→ Task statement
Look below for the line containing "pub fn as_cell(self)" and the line containing "type Err = PrepError;"; repeat exactly those two lines and all lines between them, and nothing else.

[Stored data]
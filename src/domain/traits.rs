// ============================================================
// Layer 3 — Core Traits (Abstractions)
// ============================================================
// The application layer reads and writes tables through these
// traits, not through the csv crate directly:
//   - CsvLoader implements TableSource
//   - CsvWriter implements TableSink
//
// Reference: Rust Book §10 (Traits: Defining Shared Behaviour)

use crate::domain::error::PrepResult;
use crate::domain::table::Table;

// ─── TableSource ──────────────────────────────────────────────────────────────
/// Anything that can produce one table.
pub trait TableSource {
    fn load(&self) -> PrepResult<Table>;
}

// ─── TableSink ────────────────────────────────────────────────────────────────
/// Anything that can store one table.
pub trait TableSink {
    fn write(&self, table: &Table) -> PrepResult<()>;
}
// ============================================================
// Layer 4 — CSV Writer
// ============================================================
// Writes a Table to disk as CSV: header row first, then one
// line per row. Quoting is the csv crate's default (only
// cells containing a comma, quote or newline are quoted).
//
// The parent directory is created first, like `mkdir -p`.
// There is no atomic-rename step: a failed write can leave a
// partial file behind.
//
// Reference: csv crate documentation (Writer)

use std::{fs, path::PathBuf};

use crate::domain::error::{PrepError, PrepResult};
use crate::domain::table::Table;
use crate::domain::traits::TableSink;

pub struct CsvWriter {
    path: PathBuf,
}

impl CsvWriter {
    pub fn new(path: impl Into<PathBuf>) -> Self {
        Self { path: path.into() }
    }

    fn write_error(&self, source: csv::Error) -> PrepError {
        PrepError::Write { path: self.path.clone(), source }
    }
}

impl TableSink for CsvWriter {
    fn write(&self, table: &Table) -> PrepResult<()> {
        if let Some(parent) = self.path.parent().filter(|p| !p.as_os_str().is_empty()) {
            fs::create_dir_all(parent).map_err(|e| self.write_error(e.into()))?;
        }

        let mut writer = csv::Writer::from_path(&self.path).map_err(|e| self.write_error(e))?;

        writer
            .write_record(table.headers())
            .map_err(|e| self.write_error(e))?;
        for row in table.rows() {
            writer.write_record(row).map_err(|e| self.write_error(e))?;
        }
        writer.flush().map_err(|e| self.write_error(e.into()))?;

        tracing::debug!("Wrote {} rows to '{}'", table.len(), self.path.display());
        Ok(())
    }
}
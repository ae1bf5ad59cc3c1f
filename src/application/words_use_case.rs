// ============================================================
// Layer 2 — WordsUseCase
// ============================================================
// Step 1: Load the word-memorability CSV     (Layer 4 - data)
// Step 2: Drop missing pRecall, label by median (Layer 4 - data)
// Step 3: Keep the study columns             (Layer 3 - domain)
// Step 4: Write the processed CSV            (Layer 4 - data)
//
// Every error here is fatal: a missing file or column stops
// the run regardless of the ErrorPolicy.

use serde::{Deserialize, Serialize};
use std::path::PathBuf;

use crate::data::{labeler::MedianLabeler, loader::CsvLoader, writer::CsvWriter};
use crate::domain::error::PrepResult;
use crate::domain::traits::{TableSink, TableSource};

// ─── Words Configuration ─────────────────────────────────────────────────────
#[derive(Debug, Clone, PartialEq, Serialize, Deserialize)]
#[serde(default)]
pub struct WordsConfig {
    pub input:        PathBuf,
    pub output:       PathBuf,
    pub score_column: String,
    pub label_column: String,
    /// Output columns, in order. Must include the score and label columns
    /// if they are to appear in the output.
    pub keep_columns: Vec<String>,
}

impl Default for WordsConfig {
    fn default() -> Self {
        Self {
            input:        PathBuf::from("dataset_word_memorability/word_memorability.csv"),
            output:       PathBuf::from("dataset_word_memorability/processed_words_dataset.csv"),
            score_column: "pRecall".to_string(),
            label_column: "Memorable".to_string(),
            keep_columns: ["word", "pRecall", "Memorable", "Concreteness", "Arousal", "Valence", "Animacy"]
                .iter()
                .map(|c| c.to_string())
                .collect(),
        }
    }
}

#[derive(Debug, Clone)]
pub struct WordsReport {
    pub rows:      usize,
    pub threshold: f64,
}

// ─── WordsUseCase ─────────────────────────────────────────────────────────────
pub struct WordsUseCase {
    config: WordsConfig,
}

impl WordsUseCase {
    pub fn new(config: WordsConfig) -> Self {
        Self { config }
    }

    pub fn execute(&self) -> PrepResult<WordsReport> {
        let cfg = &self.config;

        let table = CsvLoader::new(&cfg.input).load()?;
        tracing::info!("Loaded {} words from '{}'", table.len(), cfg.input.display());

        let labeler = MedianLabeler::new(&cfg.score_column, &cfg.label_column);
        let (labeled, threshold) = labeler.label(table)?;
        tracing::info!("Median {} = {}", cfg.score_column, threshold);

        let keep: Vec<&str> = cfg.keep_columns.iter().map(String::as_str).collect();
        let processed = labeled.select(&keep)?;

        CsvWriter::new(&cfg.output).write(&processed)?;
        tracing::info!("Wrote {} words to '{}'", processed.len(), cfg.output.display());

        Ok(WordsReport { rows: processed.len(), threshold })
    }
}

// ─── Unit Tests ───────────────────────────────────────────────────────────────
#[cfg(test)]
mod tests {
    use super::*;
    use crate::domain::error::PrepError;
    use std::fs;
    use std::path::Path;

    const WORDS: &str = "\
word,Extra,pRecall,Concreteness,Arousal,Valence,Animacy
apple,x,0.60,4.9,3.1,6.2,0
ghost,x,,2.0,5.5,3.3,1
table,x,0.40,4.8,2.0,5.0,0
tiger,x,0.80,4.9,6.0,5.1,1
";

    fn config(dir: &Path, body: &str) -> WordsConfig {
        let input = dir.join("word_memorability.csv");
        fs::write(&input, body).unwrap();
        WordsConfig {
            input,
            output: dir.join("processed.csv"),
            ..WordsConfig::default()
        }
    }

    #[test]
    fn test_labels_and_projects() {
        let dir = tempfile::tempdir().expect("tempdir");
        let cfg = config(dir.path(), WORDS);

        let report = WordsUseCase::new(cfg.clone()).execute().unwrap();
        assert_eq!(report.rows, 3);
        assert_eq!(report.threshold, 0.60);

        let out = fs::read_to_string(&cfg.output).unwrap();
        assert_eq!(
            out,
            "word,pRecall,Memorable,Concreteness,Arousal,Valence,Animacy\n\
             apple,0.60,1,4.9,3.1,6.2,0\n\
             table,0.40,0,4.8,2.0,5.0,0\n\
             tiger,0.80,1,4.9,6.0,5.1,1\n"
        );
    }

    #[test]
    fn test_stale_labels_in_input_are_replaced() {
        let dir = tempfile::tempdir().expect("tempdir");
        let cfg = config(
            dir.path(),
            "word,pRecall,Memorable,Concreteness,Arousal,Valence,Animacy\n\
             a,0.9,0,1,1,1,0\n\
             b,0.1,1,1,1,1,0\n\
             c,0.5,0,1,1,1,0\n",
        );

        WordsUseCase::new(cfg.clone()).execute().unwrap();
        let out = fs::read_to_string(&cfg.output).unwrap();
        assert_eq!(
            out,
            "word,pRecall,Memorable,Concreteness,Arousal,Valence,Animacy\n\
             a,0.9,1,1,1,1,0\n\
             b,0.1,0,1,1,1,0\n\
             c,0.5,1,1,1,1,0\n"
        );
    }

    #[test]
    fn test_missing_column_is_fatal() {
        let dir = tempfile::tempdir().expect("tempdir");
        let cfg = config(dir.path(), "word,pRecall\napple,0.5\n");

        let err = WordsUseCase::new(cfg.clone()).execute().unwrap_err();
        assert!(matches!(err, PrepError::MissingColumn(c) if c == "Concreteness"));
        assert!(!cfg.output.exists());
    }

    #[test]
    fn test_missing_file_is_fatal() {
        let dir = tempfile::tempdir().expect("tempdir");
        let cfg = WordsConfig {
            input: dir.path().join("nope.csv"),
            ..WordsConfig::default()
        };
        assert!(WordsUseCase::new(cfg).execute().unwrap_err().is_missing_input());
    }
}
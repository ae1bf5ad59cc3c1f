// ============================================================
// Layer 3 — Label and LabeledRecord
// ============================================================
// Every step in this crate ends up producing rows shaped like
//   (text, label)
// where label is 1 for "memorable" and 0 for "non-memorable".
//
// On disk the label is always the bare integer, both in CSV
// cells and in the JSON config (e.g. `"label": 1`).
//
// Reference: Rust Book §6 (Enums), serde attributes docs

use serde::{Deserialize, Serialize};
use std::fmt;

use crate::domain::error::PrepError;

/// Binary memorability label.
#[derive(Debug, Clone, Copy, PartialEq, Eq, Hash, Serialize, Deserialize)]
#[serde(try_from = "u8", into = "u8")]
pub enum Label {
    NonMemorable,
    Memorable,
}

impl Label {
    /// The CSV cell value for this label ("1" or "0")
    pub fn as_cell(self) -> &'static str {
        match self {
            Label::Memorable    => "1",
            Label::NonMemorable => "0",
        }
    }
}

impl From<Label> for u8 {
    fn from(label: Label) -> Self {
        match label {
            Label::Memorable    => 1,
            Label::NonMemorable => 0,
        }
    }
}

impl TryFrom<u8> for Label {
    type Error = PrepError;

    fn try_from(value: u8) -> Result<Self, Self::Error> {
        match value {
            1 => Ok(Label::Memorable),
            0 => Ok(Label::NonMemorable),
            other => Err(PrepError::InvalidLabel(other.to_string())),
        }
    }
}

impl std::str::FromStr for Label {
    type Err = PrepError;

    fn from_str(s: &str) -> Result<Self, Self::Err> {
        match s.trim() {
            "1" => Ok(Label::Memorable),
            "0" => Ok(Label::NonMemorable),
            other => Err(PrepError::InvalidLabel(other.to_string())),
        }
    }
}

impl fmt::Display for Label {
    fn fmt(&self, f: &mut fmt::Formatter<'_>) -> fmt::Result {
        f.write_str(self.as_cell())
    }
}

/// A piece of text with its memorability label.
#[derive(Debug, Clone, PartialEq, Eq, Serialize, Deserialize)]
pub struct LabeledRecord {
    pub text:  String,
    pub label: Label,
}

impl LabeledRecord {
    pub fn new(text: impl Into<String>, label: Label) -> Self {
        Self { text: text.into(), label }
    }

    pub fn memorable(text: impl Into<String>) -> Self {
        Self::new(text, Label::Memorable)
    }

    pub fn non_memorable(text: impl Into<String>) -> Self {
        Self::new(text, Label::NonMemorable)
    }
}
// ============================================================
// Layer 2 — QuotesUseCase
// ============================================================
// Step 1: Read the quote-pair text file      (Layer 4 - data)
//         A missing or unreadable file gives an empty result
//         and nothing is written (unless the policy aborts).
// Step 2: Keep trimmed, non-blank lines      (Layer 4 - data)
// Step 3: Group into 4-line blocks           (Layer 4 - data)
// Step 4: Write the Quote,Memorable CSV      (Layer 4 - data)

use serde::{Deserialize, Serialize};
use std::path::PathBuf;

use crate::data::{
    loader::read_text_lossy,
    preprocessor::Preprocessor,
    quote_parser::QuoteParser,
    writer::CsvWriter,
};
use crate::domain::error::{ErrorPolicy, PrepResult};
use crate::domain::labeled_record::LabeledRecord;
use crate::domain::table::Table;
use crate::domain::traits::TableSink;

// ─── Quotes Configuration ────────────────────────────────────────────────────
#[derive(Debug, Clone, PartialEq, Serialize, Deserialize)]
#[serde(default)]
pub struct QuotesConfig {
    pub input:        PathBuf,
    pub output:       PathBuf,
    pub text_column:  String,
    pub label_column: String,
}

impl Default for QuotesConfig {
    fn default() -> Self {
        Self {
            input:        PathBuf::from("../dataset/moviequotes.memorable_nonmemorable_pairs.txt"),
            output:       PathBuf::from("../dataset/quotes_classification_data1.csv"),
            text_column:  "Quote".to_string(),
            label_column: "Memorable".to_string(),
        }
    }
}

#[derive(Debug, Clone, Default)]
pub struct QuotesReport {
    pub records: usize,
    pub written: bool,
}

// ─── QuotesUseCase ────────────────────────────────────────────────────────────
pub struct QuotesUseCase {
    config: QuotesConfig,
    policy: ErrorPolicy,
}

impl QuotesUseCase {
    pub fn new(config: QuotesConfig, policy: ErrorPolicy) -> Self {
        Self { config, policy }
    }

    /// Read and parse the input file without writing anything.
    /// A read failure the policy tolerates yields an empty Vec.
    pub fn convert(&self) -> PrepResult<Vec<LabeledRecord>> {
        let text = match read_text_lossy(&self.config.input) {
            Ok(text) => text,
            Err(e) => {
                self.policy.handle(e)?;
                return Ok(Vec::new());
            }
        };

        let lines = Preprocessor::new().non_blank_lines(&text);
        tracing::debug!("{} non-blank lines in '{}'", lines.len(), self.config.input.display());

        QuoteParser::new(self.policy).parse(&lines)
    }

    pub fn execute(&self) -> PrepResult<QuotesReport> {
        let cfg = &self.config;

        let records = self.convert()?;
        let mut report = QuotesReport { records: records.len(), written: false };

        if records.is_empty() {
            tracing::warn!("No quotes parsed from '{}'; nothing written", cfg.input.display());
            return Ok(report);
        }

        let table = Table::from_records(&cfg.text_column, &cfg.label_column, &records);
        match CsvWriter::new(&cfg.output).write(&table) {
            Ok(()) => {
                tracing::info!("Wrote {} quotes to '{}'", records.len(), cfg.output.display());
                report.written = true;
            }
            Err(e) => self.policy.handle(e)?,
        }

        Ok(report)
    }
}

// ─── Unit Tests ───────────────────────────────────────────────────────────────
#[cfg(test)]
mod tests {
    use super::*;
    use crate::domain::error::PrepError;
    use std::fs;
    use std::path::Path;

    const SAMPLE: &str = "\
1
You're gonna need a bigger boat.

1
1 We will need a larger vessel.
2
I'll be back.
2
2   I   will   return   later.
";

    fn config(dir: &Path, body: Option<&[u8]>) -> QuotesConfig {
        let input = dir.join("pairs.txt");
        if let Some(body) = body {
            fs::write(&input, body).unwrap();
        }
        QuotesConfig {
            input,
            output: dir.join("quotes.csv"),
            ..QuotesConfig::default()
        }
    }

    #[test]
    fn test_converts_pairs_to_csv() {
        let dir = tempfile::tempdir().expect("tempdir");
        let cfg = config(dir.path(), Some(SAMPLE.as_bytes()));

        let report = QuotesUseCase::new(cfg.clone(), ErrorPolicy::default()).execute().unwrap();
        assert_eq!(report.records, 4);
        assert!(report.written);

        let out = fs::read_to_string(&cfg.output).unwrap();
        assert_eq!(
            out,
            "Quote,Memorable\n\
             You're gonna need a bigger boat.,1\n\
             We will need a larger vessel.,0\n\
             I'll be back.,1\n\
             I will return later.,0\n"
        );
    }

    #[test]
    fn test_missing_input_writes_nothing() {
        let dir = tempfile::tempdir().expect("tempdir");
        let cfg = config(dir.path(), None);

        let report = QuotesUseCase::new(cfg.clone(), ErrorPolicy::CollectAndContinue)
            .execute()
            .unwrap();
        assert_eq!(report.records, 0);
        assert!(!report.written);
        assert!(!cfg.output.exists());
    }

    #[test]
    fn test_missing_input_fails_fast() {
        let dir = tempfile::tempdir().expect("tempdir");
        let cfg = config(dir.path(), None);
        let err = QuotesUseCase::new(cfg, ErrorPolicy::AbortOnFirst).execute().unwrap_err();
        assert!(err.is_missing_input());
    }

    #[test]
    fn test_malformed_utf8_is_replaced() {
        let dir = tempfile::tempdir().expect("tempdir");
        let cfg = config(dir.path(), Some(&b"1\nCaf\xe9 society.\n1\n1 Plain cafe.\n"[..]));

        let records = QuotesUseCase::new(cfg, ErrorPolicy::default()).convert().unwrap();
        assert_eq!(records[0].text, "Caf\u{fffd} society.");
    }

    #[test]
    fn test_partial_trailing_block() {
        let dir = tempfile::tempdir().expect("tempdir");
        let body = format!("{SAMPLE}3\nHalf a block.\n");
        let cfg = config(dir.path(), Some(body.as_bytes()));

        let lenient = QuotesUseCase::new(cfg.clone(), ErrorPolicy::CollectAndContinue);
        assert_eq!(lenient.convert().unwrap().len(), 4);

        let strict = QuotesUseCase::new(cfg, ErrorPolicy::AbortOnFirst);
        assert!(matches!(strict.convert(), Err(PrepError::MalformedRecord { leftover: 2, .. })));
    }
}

→ Exercise output
    pub fn as_cell(self) -> &'static str {
        match self {
            Label::Memorable    => "1",
            Label::NonMemorable => "0",
        }
    }
}

impl From<Label> for u8 {
    fn from(label: Label) -> Self {
        match label {
            Label::Memorable    => 1,
            Label::NonMemorable => 0,
        }
    }
}

impl TryFrom<u8> for Label {
    type Error = PrepError;

    fn try_from(value: u8) -> Result<Self, Self::Error> {
        match value {
            1 => Ok(Label::Memorable),
            0 => Ok(Label::NonMemorable),
            other => Err(PrepError::InvalidLabel(other.to_string())),
        }
    }
}

impl std::str::FromStr for Label {
    type Err = PrepError;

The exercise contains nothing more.